Монтегю поразмыслил над портретом, который нарисовала его приятельница, и сказал:

— Так или иначе, но он не очень похож на главу корпорации с капиталом сто миллионов.

— Одно другому не мешает, — сказала миссис Билли. — При этом Прайс с раннего утра в своей конторе, как и все его служащие. И если вы думаете, что это не светлая голова, то попробуйте его на чем-нибудь провести, и вы увидите, что из этого получится. Позвольте мне рассказать вам кое-что о его борьбе со Стальным трестом.

И она начала рассказывать.

Выслушав миссис Билли, Монтегю воспользовался ее письменным столом и написал записку Стенли Райдеру: "Из сведений, собранных мной о Джоне С.Прайсе, я понял, что его дело — изготовлять сталь. Если наша железная дорога будет перевозить его сталь, я согласен на ваше предложение".

11

На следующее утро Монтегю встретился с Джоном С.Прайсом в его конторе на Уолл-стрите и был приглашен на совещание по поводу реорганизации Северной миссисипской железной дороги. Он принял приглашение и после обеда явился в юридическую контору "Уильяма Е.Давенанта.

Первый, кого он там встретил, был Гарри Куртис.

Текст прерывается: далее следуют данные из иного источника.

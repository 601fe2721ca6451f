// src/services/sync_service.rs

use std::sync::Arc;

use chrono::{DateTime, SecondsFormat, Utc};
use rust_decimal::Decimal;

use crate::common::error::AppError;
use crate::db::{LedgerStore, SyncCommit};
use crate::middleware::actor::Actor;
use crate::models::audit::{AuditAction, AuditEvent};
use crate::models::ledger::{LedgerState, PaymentMethod};
use crate::models::rows::WorkspaceRecord;
use crate::sync::{identity, merge, project, revision, temporal};

// Orquestra um sync completo: valida e normaliza a entrada, aplica a guarda
// de revisão, combina com o estado guardado, projeta as linhas achatadas e
// commita tudo em escritas sequenciadas.

#[derive(Debug, Clone)]
pub struct SyncOutcome {
    pub state: LedgerState,
    pub revision: i64,
    pub server_updated_at: String,
}

#[derive(Clone)]
pub struct SyncService {
    store: Arc<dyn LedgerStore>,
}

impl SyncService {
    pub fn new(store: Arc<dyn LedgerStore>) -> Self {
        Self { store }
    }

    /// Leitura do estado guardado, para o cliente buscar a base antes de um
    /// sync (e rebuscar depois de um 409).
    pub async fn pull(&self, workspace_key: &str) -> Result<SyncOutcome, AppError> {
        if workspace_key.trim().is_empty() {
            return Err(AppError::validation("workspaceId é obrigatório."));
        }
        let workspace_id = identity::workspace_id(workspace_key);
        let record = self
            .store
            .load_workspace(workspace_id)
            .await?
            .ok_or(AppError::NotFound("Workspace"))?;
        Ok(SyncOutcome {
            state: record.state,
            revision: record.revision,
            server_updated_at: record.updated_at,
        })
    }

    pub async fn sync(
        &self,
        workspace_key: &str,
        incoming: LedgerState,
        schema_version: Option<i64>,
        requested_revision: Option<i64>,
        actor: &Actor,
    ) -> Result<SyncOutcome, AppError> {
        self.sync_at(
            workspace_key,
            incoming,
            schema_version,
            requested_revision,
            actor,
            Utc::now(),
        )
        .await
    }

    // `now` injetado: todo timestamp que o merge e o projetor carimbam sai
    // daqui, e os testes ficam determinísticos.
    pub async fn sync_at(
        &self,
        workspace_key: &str,
        incoming: LedgerState,
        schema_version: Option<i64>,
        requested_revision: Option<i64>,
        actor: &Actor,
        now: DateTime<Utc>,
    ) -> Result<SyncOutcome, AppError> {
        if workspace_key.trim().is_empty() {
            return Err(AppError::validation("workspaceId é obrigatório."));
        }
        validate_state(&incoming)?;

        let now_iso = now.to_rfc3339_opts(SecondsFormat::Millis, true);
        let workspace_id = identity::workspace_id(workspace_key);

        let stored = self.store.load_workspace(workspace_id).await?;
        let (stored_state, stored_revision, stored_updated_at) = match &stored {
            Some(record) => (Some(&record.state), record.revision, record.updated_at.clone()),
            None => (None, 0, now_iso.clone()),
        };

        // Revisão desatualizada nunca chega ao merge: o conflito volta com a
        // revisão atual e o estado guardado fica intacto.
        revision::check_revision(stored_revision, requested_revision, &stored_updated_at)?;

        let merged = merge::merge_states(stored_state, &incoming, now, schema_version);
        let rows = project::project(&merged, workspace_key, &now_iso);
        let new_revision = stored_revision + 1;

        let before = match &stored {
            Some(record) => {
                Some(serde_json::to_value(&record.state).map_err(anyhow::Error::from)?)
            }
            None => None,
        };
        let after = serde_json::to_value(&merged).map_err(anyhow::Error::from)?;
        let audit = AuditEvent::new(
            workspace_id,
            "workspace",
            Some(workspace_key.to_string()),
            AuditAction::Sync,
            before,
            Some(after),
            actor.device_id.clone(),
            actor.user_id.clone(),
            now,
        );

        let commit = SyncCommit {
            workspace: WorkspaceRecord {
                id: workspace_id,
                workspace_key: workspace_key.to_string(),
                state: merged.clone(),
                revision: new_revision,
                schema_version: merged.schema_version,
                updated_at: now_iso.clone(),
            },
            rows,
            audit,
        };
        self.store.commit_sync(commit).await?;

        tracing::info!(
            "Sync aceito: workspace={} revisão={} transações={}",
            workspace_key,
            new_revision,
            merged.transactions.len()
        );

        Ok(SyncOutcome {
            state: merged,
            revision: new_revision,
            server_updated_at: now_iso,
        })
    }
}

// Tipos malformados são rejeitados aqui, antes da projeção; referência
// ausente NÃO é tipo malformado: degrada para placeholder lá no projetor.
fn validate_state(state: &LedgerState) -> Result<(), AppError> {
    for tx in &state.transactions {
        if temporal::to_calendar_date(&tx.date).is_none() {
            return Err(AppError::validation(format!(
                "Transação {}: data inválida \"{}\".",
                tx.id, tx.date
            )));
        }
        if let Some(month) = tx.competence_month.as_deref() {
            if temporal::to_month_start(month).is_none() {
                return Err(AppError::validation(format!(
                    "Transação {}: mês de competência inválido \"{month}\".",
                    tx.id
                )));
            }
        }
        if tx.amount < Decimal::ZERO {
            return Err(AppError::validation(format!(
                "Transação {}: valor não pode ser negativo.",
                tx.id
            )));
        }
        if tx.payment_method == PaymentMethod::Credit
            && tx.card_id.as_deref().map_or(true, |c| c.trim().is_empty())
        {
            return Err(AppError::validation(format!(
                "Transação {}: cartão é obrigatório quando o pagamento é crédito.",
                tx.id
            )));
        }
        if let Some(inst) = &tx.installment {
            if inst.total < 1 || inst.number < 1 || inst.number > inst.total {
                return Err(AppError::validation(format!(
                    "Transação {}: parcela {}/{} fora do intervalo.",
                    tx.id, inst.number, inst.total
                )));
            }
        }
    }
    for plan in &state.installment_plans {
        if plan.total_installments < 1 {
            return Err(AppError::validation(format!(
                "Plano {}: total de parcelas deve ser positivo.",
                plan.id
            )));
        }
    }
    Ok(())
}
// src/db/store.rs

use async_trait::async_trait;
use uuid::Uuid;

use crate::common::error::AppError;
use crate::models::audit::AuditEvent;
use crate::models::rows::{TransactionFilter, TransactionRow, WorkspaceRecord};
use crate::sync::project::ProjectedRows;

// A interface genérica de upsert/query sobre o storage relacional. Os
// services enxergam só este trait; a implementação de produção é Postgres
// (pg_repo) e os testes injetam uma versão em memória sem tocar estado
// ambiente nenhum.

// O plano de escrita de um sync aceito: o registro do workspace (blob
// merged + revisão nova), as linhas achatadas e o evento de auditoria.
// A implementação sequencia workspace → lotes filhos → auditoria, para um
// sync parcialmente aplicado nunca deixar transação apontando para
// workspace inexistente.
#[derive(Debug, Clone)]
pub struct SyncCommit {
    pub workspace: WorkspaceRecord,
    pub rows: ProjectedRows,
    pub audit: AuditEvent,
}

#[async_trait]
pub trait LedgerStore: Send + Sync {
    async fn load_workspace(
        &self,
        workspace_id: Uuid,
    ) -> Result<Option<WorkspaceRecord>, AppError>;

    async fn commit_sync(&self, commit: SyncCommit) -> Result<(), AppError>;

    async fn get_transaction(
        &self,
        workspace_id: Uuid,
        id: Uuid,
    ) -> Result<Option<TransactionRow>, AppError>;

    async fn list_transactions(
        &self,
        workspace_id: Uuid,
        filter: &TransactionFilter,
    ) -> Result<Vec<TransactionRow>, AppError>;

    async fn save_transaction(&self, row: &TransactionRow) -> Result<(), AppError>;

    async fn append_audit(&self, event: &AuditEvent) -> Result<(), AppError>;
}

— Я ужасно обрадовался, узнав, что вы участвуете в этом деле и нам предстоит работать вместе, — сказал Гарри.

За столом комнаты для совещаний в конторе Давенанта расположились Райдер, Прайс, Монтегю, Куртис и Уильям Е.Давенант. Давенант был одним из самых известных юристов Нью-Йорка. На этом высоком, тощем господине костюм висел как на вешалке. Одно его плечо было чуть выше другого, а длинная шея вытянута вперед, вследствие чего казалось, будто его нервное лицо все время напряжено. Проницательные глаза Давенанта свидетельствовали о постоянной работе мысли. Его годовой доход некоторые оценивали в четверть миллиона долларов, и он гордился тем, что никто из поместивших деньги в опекаемое им дело никогда не пожалел об этом.

Забавный контраст с ним представлял собой Прайс, который выглядел как хорошо одетый боксер. Круглое лицо, несколько полноватая фигура, но за всем этим чувствовалось, что это человек железной воли. Можно было легко поверить, что Прайс сам пробивал себе дорогу в жизни. Он говорил резко, конкретно, излагая суть дела несколькими скупыми фразами, подобно хирургу, орудующему скальпелем.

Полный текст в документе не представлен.